Both shoot the same, high-powered .223-caliber ammo and can be loaded with large-capacity magazines of 30 rounds or more. Except for different internal workings that allow the fully auto mode in the M-16, they're the same gun.

The semi-automatic version isn't much less lethal, either -- that much is made clear by the Army's decision to use M-16s that fire semi-automatically in up to three-round bursts, rather than full-autos. Semi-auto fire can be more accurate than "spraying," the Army found.

The biggest difference, by far, is in the laws that apply to them.

The full-auto requires federal registration of the weapon, a $200 fee, fingerprinting and intensive background check. The turnaround time between applying for the license and buying the weapon runs from about 90 to 120 days.


The machine-gun owner must notify the Alcohol, Tobacco and Firearms bureau in writing if he or she changes residences, and the firearm can't be sold privately. The ATF suggests carrying a carbon-copy of the machine gun registration at all times when transporting it to the shooting range or anywhere else.

On the other hand, the average customer could walk out of a Valley sporting goods store with the semi-automatic AR-15 in an hour or less. No license or registration is needed, though the buyer's name is run through a national database designed to block sales to convicted felons and the seriously mentally ill.

Thomas Mangan, ATF spokesman, says he's not aware of any federally licensed machine gun being used to commit a crime.

This lends support to the notion that strict gun control laws can prevent violent crimes.

Yet similar restrictions on semi-automatic weapons would clearly have a major effect on the firearms industry, firearms buyers and the right to bear arms.

One reason fully automatic weapons don't get used in crimes is because restrictions have taken them out of the hands of all but a few rich people. The only machine guns that can be sold legally to civilians in the United States were made before 1986. About 125,000 "transferable" full-autos exist in the country, Mangan says.

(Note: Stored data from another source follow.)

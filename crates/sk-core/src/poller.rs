//! Polling lifecycle for a single remote resource.
//!
//! The poller never performs IO. It hands out [`PollTicket`]s that the caller
//! turns into requests and feeds the outcome back through [`Poller::commit`],
//! which decides whether the response may replace the held snapshot.

use crate::model::JobSummary;
use crate::reducer::JobView;
use crate::CoreError;
use std::time::Duration;

pub const JOB_POLL_INTERVAL: Duration = Duration::from_millis(4_000);
pub const FLEET_POLL_INTERVAL: Duration = Duration::from_millis(5_000);
pub const FLEET_TARGET: &str = "jobs";

/// A value a poller can hold as its latest snapshot.
pub trait Snapshot {
    /// Once true the resource can no longer change and scheduled ticks stop.
    fn is_terminal(&self) -> bool {
        false
    }
}

impl Snapshot for JobView {
    fn is_terminal(&self) -> bool {
        JobView::is_terminal(self)
    }
}

impl Snapshot for Vec<JobSummary> {}

#[derive(Debug, Clone, Copy, PartialEq, Eq)]
pub enum PollerPhase {
    Idle,
    Polling,
    Settled,
    Stopped,
}

impl PollerPhase {
    pub fn label(self) -> &'static str {
        match self {
            PollerPhase::Idle => "idle",
            PollerPhase::Polling => "polling",
            PollerPhase::Settled => "settled",
            PollerPhase::Stopped => "stopped",
        }
    }
}

#[derive(Debug, Clone, PartialEq, Eq, Hash)]
pub struct PollTicket {
    pub target: String,
    pub seq: u64,
}

#[derive(Debug, Clone, Copy, PartialEq, Eq)]
pub enum CommitOutcome {
    Applied,
    Settled,
    Failed,
    Stale,
}

#[derive(Debug, Clone)]
pub struct Poller<T> {
    phase: PollerPhase,
    target: Option<String>,
    next_seq: u64,
    committed_seq: u64,
    snapshot: Option<T>,
    error: Option<String>,
}

impl<T> Default for Poller<T> {
    fn default() -> Self {
        Self {
            phase: PollerPhase::Idle,
            target: None,
            next_seq: 0,
            committed_seq: 0,
            snapshot: None,
            error: None,
        }
    }
}

impl<T: Snapshot> Poller<T> {
    pub fn new() -> Self {
        Self::default()
    }

    pub fn phase(&self) -> PollerPhase {
        self.phase
    }

    pub fn target(&self) -> Option<&str> {
        self.target.as_deref()
    }

    pub fn snapshot(&self) -> Option<&T> {
        self.snapshot.as_ref()
    }

    pub fn error(&self) -> Option<&str> {
        self.error.as_deref()
    }

    /// Points the poller at `target` and returns the ticket for the immediate first fetch.
    ///
    /// Any ticket issued before this call is stale from now on, even for the same target.
    pub fn start(&mut self, target: &str) -> Result<PollTicket, CoreError> {
        let target = target.trim();
        if target.is_empty() {
            return Err(CoreError::MissingJobId);
        }
        self.target = Some(target.to_string());
        self.snapshot = None;
        self.error = None;
        self.committed_seq = self.next_seq;
        self.phase = PollerPhase::Polling;
        Ok(self.issue())
    }

    /// Teardown. In-flight requests keep running; their responses commit as stale.
    pub fn stop(&mut self) {
        self.phase = PollerPhase::Stopped;
        self.target = None;
        self.snapshot = None;
        self.error = None;
        self.committed_seq = self.next_seq;
    }

    /// Scheduled tick. Yields nothing unless actively polling.
    pub fn tick(&mut self) -> Option<PollTicket> {
        if self.phase != PollerPhase::Polling {
            return None;
        }
        Some(self.issue())
    }

    /// Out-of-band fetch. Resumes scheduled polling when the poller had settled.
    pub fn refresh(&mut self) -> Option<PollTicket> {
        match self.phase {
            PollerPhase::Polling => Some(self.issue()),
            PollerPhase::Settled => {
                self.phase = PollerPhase::Polling;
                Some(self.issue())
            }
            PollerPhase::Idle | PollerPhase::Stopped => None,
        }
    }

    pub fn commit(&mut self, ticket: &PollTicket, result: Result<T, String>) -> CommitOutcome {
        if self.target.as_deref() != Some(ticket.target.as_str()) {
            return CommitOutcome::Stale;
        }
        if ticket.seq <= self.committed_seq {
            return CommitOutcome::Stale;
        }
        self.committed_seq = ticket.seq;
        match result {
            Ok(snapshot) => {
                let terminal = snapshot.is_terminal();
                self.snapshot = Some(snapshot);
                self.error = None;
                if terminal {
                    self.phase = PollerPhase::Settled;
                    CommitOutcome::Settled
                } else {
                    self.phase = PollerPhase::Polling;
                    CommitOutcome::Applied
                }
            }
            Err(message) => {
                self.error = Some(message);
                CommitOutcome::Failed
            }
        }
    }

    fn issue(&mut self) -> PollTicket {
        self.next_seq += 1;
        PollTicket {
            target: self.target.clone().unwrap_or_default(),
            seq: self.next_seq,
        }
    }
}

Naturally, the limited supply means a way jacked-up price: At one Scottsdale gun store we called, the cost of a fully-automatic M-16 was about $15,000.

The registration fee -- as minimal as it compared to the overall price of the weapon -- also seems to affect purchases, Mangan says. When ATF raised the fee, it saw a drop-off in the number of licenses purchased. [Clarification: A reader pointed out that Mangan's referring to a hike in the fee for a federal firearms license, which isn't required to buy a machine gun. The fee for the tax stamp for machine guns, the reader says, hasn't changed in years.) 

There are plenty of people with the means to buy an expensive toy like that, of course. Mangan estimates that an average of at least one machine gun a day is sold in Arizona. He's trying to obtain more precise stats for us.

A quick Google search shows AR-15s are on sale at one local store for as low as $769.

We think this comparison brings up some great questions: Is it logical to have such a dramatic difference in the law for such a relatively minor difference in a feature of guns? Are the requirements for machine guns too strict?

Or should AR-15 buyers (or, by extension, buyers of any high-powered, semi-automatic guns with high-capacity magazines) be held to the same high standards as M-16 buyers?